Beams can easily lift 3500# with very allowable deflection at midspan (1/200; not great but for quick lifts and drops, not an issue) and I've got trolleys for both.  First floor sq. ft. is ~900 (25 x 36) upstairs about 500 (14x36) with lots of storage behind kneewalls I'll be using liberally.


----------



## mleptuck310 (Feb 24, 2022)

rabler said:


> Seeing a new place come together is really gratifying, especially when you’re doing the work yourself.


Plus, I'm cheap and VERY picky about the quality of the work I do, let alone what I'm PAYING someone else to do!


----------



## MikeInOr (Feb 24, 2022)

When I saw those oak logs in your pics the post n beam idea occurred to me too.  Very cool idea but you have to separate "practical" from "would love to do" to actually make progress some times. 

Very nice job so far!

I like that you laid 3 conduits while you have your trench open.  Do you have an initial use for all 3?  Is it possible to pull a water line while your trench is open?

Edit: I just read that you are putting a water line in.  GOOD CALL!


----------



## mleptuck310 (Feb 24, 2022)

MikeInOr said:


> When I saw those oak logs in your pics the post n beam idea occurred to me too.  Very cool idea but you have to separate "practical" from "would love to do" to actually make progress some times.
> 
> Very nice job so far!
> 
> ...


Hi Mike, you got it -- three conduits one for electrical service, one for water and one for low voltage.  Next post or two will show more details on the utilities I ran out there!


----------



## mleptuck310 (Feb 24, 2022)

Time to start the soffits/siding/trim details.  




On days when weather was a limiter, or I wanted a break, I'd start roughing in all the 120V electrical inside, hang more LEDs upstairs, etc.  TOTAL overkill, but downstairs there is a quad receptacle every 64" fed by two separate 20A circuits, so I can plug two power-hungry 120V things in side by side and not have to worry about overloading anything.
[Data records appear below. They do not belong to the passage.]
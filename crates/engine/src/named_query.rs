//! Named queries with result staleness tracking
//!
//! A named query keeps a query plan under a name together with a result
//! status: when its results last changed and an opaque tag that changes with
//! them. Callers use the tag to revalidate cached results without running
//! the query.
//!
//! The plan is split into basic nodes. After every commit the committed delta
//! is checked against each node with the conflict oracle; a node that could
//! see the delta means the results may have changed. Exclusive-mode commits
//! carry no delta and always count as a change.

use chrono::{DateTime, Utc};
use optimist_concurrency::{
    basic_nodes, ChangeEvent, ChangeListener, Delta, EvaluateOperation, TransactionManager,
};
use optimist_core::{BindingSet, StoreResult, TupleExpr};
use parking_lot::RwLock;
use serde::{Deserialize, Serialize};
use std::sync::{Arc, Weak};
use tracing::{debug, warn};
use uuid::Uuid;

/// When a named query's results last changed
#[derive(Debug, Clone, Copy, PartialEq, Eq, Serialize, Deserialize)]
pub struct ResultStatus {
    /// Time of the last commit that affected the results
    pub last_modified: DateTime<Utc>,
    /// Opaque tag, replaced whenever the results change
    pub result_tag: Uuid,
}

impl ResultStatus {
    fn fresh(time: DateTime<Utc>) -> Self {
        Self {
            last_modified: time,
            result_tag: Uuid::new_v4(),
        }
    }
}

/// Serialized form of a named query
#[derive(Debug, Clone, Serialize, Deserialize)]
pub(crate) struct NamedQueryRecord {
    pub name: String,
    pub plan: TupleExpr,
    pub status: ResultStatus,
}

/// A stored query plan that tracks when its results change
pub struct NamedQuery {
    name: String,
    plan: TupleExpr,
    nodes: Vec<EvaluateOperation>,
    manager: Weak<TransactionManager>,
    status: RwLock<ResultStatus>,
}

impl NamedQuery {
    pub(crate) fn new(name: String, plan: TupleExpr, manager: &Arc<TransactionManager>) -> Self {
        Self::with_status(name, plan, manager, ResultStatus::fresh(Utc::now()))
    }

    pub(crate) fn restore(record: NamedQueryRecord, manager: &Arc<TransactionManager>) -> Self {
        Self::with_status(record.name, record.plan, manager, record.status)
    }

    fn with_status(
        name: String,
        plan: TupleExpr,
        manager: &Arc<TransactionManager>,
        status: ResultStatus,
    ) -> Self {
        let nodes = basic_nodes(&plan)
            .into_iter()
            .map(|node| EvaluateOperation::new(node, None, BindingSet::new(), true))
            .collect();
        Self {
            name,
            plan,
            nodes,
            manager: Arc::downgrade(manager),
            status: RwLock::new(status),
        }
    }

    /// Name the query was registered under
    pub fn name(&self) -> &str {
        &self.name
    }

    /// The stored plan
    pub fn plan(&self) -> &TupleExpr {
        &self.plan
    }

    /// Reads the results depend on, one per basic node of the plan
    pub fn nodes(&self) -> &[EvaluateOperation] {
        &self.nodes
    }

    /// Current result status
    pub fn status(&self) -> ResultStatus {
        *self.status.read()
    }

    /// Time the results last changed
    pub fn last_modified(&self) -> DateTime<Utc> {
        self.status.read().last_modified
    }

    /// Tag identifying the current results
    pub fn result_tag(&self) -> Uuid {
        self.status.read().result_tag
    }

    pub(crate) fn record(&self) -> NamedQueryRecord {
        NamedQueryRecord {
            name: self.name.clone(),
            plan: self.plan.clone(),
            status: self.status(),
        }
    }

    fn is_affected(&self, event: &ChangeEvent) -> bool {
        if event.exclusive {
            return true;
        }
        let Some(manager) = self.manager.upgrade() else {
            return false;
        };
        let deltas: Vec<&Delta> = [event.added.as_deref(), event.removed.as_deref()]
            .into_iter()
            .flatten()
            .filter(|delta| !delta.is_empty())
            .collect();

        for node in &self.nodes {
            for delta in &deltas {
                match manager.affects(delta, node) {
                    Ok(true) => return true,
                    Ok(false) => {}
                    Err(e) => {
                        warn!(
                            target: "optimist::engine",
                            query = %self.name,
                            error = %e,
                            "Staleness check failed, assuming results changed"
                        );
                        return true;
                    }
                }
            }
        }
        false
    }

    fn touch(&self, time: DateTime<Utc>) {
        let mut status = self.status.write();
        // Commit times from racing threads can arrive out of order
        let time = time.max(status.last_modified);
        *status = ResultStatus::fresh(time);
    }
}

impl ChangeListener for NamedQuery {
    fn store_changed(&self, event: &ChangeEvent) -> StoreResult<()> {
        if self.is_affected(event) {
            self.touch(event.time);
            debug!(
                target: "optimist::engine",
                query = %self.name,
                txn_id = event.txn_id,
                "Named query results changed"
            );
        }
        Ok(())
    }
}

impl std::fmt::Debug for NamedQuery {
    fn fmt(&self, f: &mut std::fmt::Formatter<'_>) -> std::fmt::Result {
        f.debug_struct("NamedQuery")
            .field("name", &self.name)
            .field("nodes", &self.nodes.len())
            .field("status", &self.status())
            .finish()
    }
}
/// Apply buffered changes to the backend, then empty the buffers
///
/// Order: removed prefixes, added namespaces, cleared contexts, removed
/// quads, added quads. A failure part way leaves the earlier changes applied
/// to the backend connection.
fn flush(backend: &mut dyn BackendConnection, state: &mut TransactionState) -> StoreResult<()> {
    for prefix in &state.removed_prefixes {
        backend.remove_namespace(prefix)?;
    }
    state.removed_prefixes.clear();
    for (prefix, name) in &state.added_namespaces {
        backend.set_namespace(prefix, name)?;
    }
    state.added_namespaces.clear();

    if !state.removed_contexts.is_empty() {
        let contexts: Vec<Option<Term>> = state.removed_contexts.iter().cloned().map(Some).collect();
        backend.clear(&contexts)?;
        state.removed_contexts.clear();
    }

    let removed = std::mem::replace(&mut state.removed, Arc::new(Delta::new()));
    for quad in removed.iter() {
        backend.remove_quads(&QuadPattern::exact(quad))?;
    }
    let added = std::mem::replace(&mut state.added, Arc::new(Delta::new()));
    for quad in added.iter() {
        backend.add_quad(quad)?;
    }
    debug!(
        target: "optimist::txn",
        added = added.len(),
        removed = removed.len(),
        "Flushed buffered changes"
    );
    Ok(())
}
Panel with my 'good to proceed' sticker from the inspector, and a coil of PEX which is the water supply to the building:



The fly rafters are a detail I really like, but these little return roofs entailed so much labor getting everything looking good, and laid in in the proper order for weather-proofing everything:





Garage door took EIGHT weeks to come in -- seems whatever I needed for this project either went up 50% in price JUST as I needed to buy it, or became immediately scarce when I went to find it...



Last step, was to break and install all of the cladding.  I avoid any face-nailing of aluminum trim, and have had really good success with nailing vertically from below in the 1.5" hemmed edge into the fascia or fly rafter, putting a slightly open hem on the top edge of the trim (which gets captured by the drip edge) and using color-matched OSI Quad sealant at 'glue' for all of the lap joints.  The blue painter's tape is to keep the joint clamped until the sealant cures.  
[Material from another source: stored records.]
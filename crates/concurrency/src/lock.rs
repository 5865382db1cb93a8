//! Write-preferring read/write lock managers
//!
//! Unlike a scoped `RwLock` guard, a [`Lock`] is an owned value: it can be
//! stored in a registry while its transaction is active, upgraded in place,
//! and released from any thread by dropping it.
//!
//! # Policy
//!
//! - Readers share the lock; a writer holds it alone
//! - Once a writer is waiting, new readers wait too (write preference)
//! - `try_write` and `Lock::try_upgrade` never block
//! - `interrupt` fails every current and future wait with
//!   [`StoreError::Interrupted`]

use optimist_core::{StoreError, StoreResult};
use parking_lot::{Condvar, Mutex};
use std::fmt;
use std::sync::Arc;

/// Mode a lock is held in
#[derive(Debug, Clone, Copy, PartialEq, Eq)]
pub enum LockMode {
    /// Shared
    Read,
    /// Exclusive
    Write,
}

#[derive(Debug, Default)]
struct LockState {
    readers: usize,
    writer: bool,
    waiting_writers: usize,
    interrupted: bool,
}

/// Hands out shared and exclusive [`Lock`]s
pub struct LockManager {
    name: &'static str,
    state: Mutex<LockState>,
    released: Condvar,
}

impl LockManager {
    /// New manager; `name` appears in errors and logs
    pub fn new(name: &'static str) -> Arc<Self> {
        Arc::new(Self {
            name,
            state: Mutex::new(LockState::default()),
            released: Condvar::new(),
        })
    }

    /// Name of this manager
    pub fn name(&self) -> &'static str {
        self.name
    }

    /// Acquire a shared lock, blocking while a writer holds or awaits it
    ///
    /// # Errors
    ///
    /// Returns `Interrupted` if the manager is interrupted while waiting.
    pub fn read(self: &Arc<Self>) -> StoreResult<Lock> {
        let mut state = self.state.lock();
        loop {
            if state.interrupted {
                return Err(StoreError::Interrupted { lock: self.name });
            }
            if !state.writer && state.waiting_writers == 0 {
                break;
            }
            self.released.wait(&mut state);
        }
        state.readers += 1;
        Ok(self.grant(LockMode::Read))
    }

    /// Acquire the exclusive lock, blocking until all holders release it
    ///
    /// # Errors
    ///
    /// Returns `Interrupted` if the manager is interrupted while waiting.
    pub fn write(self: &Arc<Self>) -> StoreResult<Lock> {
        let mut state = self.state.lock();
        state.waiting_writers += 1;
        loop {
            if state.interrupted {
                state.waiting_writers -= 1;
                self.released.notify_all();
                return Err(StoreError::Interrupted { lock: self.name });
            }
            if !state.writer && state.readers == 0 {
                break;
            }
            self.released.wait(&mut state);
        }
        state.waiting_writers -= 1;
        state.writer = true;
        Ok(self.grant(LockMode::Write))
    }

    /// Acquire the exclusive lock only if it is free right now
    pub fn try_write(self: &Arc<Self>) -> Option<Lock> {
        let mut state = self.state.lock();
        if state.interrupted || state.writer || state.readers > 0 {
            return None;
        }
        state.writer = true;
        Some(self.grant(LockMode::Write))
    }

    /// Fail all current and future waits
    pub fn interrupt(&self) {
        self.state.lock().interrupted = true;
        self.released.notify_all();
    }

    /// Number of shared holders
    pub fn reader_count(&self) -> usize {
        self.state.lock().readers
    }

    /// True if the exclusive lock is held
    pub fn is_write_locked(&self) -> bool {
        self.state.lock().writer
    }

    fn grant(self: &Arc<Self>, mode: LockMode) -> Lock {
        Lock {
            manager: Arc::clone(self),
            mode,
        }
    }

    fn release(&self, mode: LockMode) {
        let mut state = self.state.lock();
        match mode {
            LockMode::Read => state.readers = state.readers.saturating_sub(1),
            LockMode::Write => state.writer = false,
        }
        drop(state);
        self.released.notify_all();
    }
}

impl fmt::Debug for LockManager {
    fn fmt(&self, f: &mut fmt::Formatter<'_>) -> fmt::Result {
        let state = self.state.lock();
        f.debug_struct("LockManager")
            .field("name", &self.name)
            .field("readers", &state.readers)
            .field("writer", &state.writer)
            .field("waiting_writers", &state.waiting_writers)
            .finish()
    }
}

/// A held lock; released on drop
pub struct Lock {
    manager: Arc<LockManager>,
    mode: LockMode,
}

impl Lock {
    /// Mode currently held
    pub fn mode(&self) -> LockMode {
        self.mode
    }

    /// Upgrade a shared lock to exclusive if this is the only holder
    ///
    /// Never blocks. Returns true if the lock is now held exclusively.
    pub fn try_upgrade(&mut self) -> bool {
        if self.mode == LockMode::Write {
            return true;
        }
        let mut state = self.manager.state.lock();
        if state.interrupted || state.writer || state.readers != 1 {
            return false;
        }
        state.readers = 0;
        state.writer = true;
        self.mode = LockMode::Write;
        true
    }
}

impl Drop for Lock {
    fn drop(&mut self) {
        self.manager.release(self.mode);
    }
}

impl fmt::Debug for Lock {
    fn fmt(&self, f: &mut fmt::Formatter<'_>) -> fmt::Result {
        f.debug_struct("Lock")
            .field("manager", &self.manager.name)
            .field("mode", &self.mode)
            .finish()
    }
}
Back inside, I made provisions for my machinery wiring, by installing two 8" x 12" x 6" deep electrical boxes protruding from the face of the 2x6 studs 1.5" or so, then piping into the panel with 2" (I had leftover PVC, so used it, just making sure I bonded the boxes through the plastic back to the neutral/ground bar in the panel.  The 2" in the upper right goes to the 2nd floor for any possible future pulls up there.  Once this was all done, I had the place spray-foamed and then would have NO way of easily running new wiring anywhere...



Strangely I took NO pictures post-spray foam.  I did then clad all of my walls in 1/2" CDX, painted with 3 coats of PVA primer.  I didn't sweat making seams disappear, and everything is screwed up only (no adhesives) should I ever need to get into a wall, it should be fairly painless.  

THEN, I ran the two parallel runs of 1" EMT between 4 11/16" boxes every 64".  This will allow me to be able to place machines almost anywhere in the shop and supply them power (single or 3 phase, more on that later).  MORE importantly, it'll allow me to relocate machines without huge nightmares or rewiring




I think I need to have points taken off of my score, my 4-point saddles don't completely line up vertically, AND I've got some apprentice kinks in the bends (it had been a while since I'd bent conduit)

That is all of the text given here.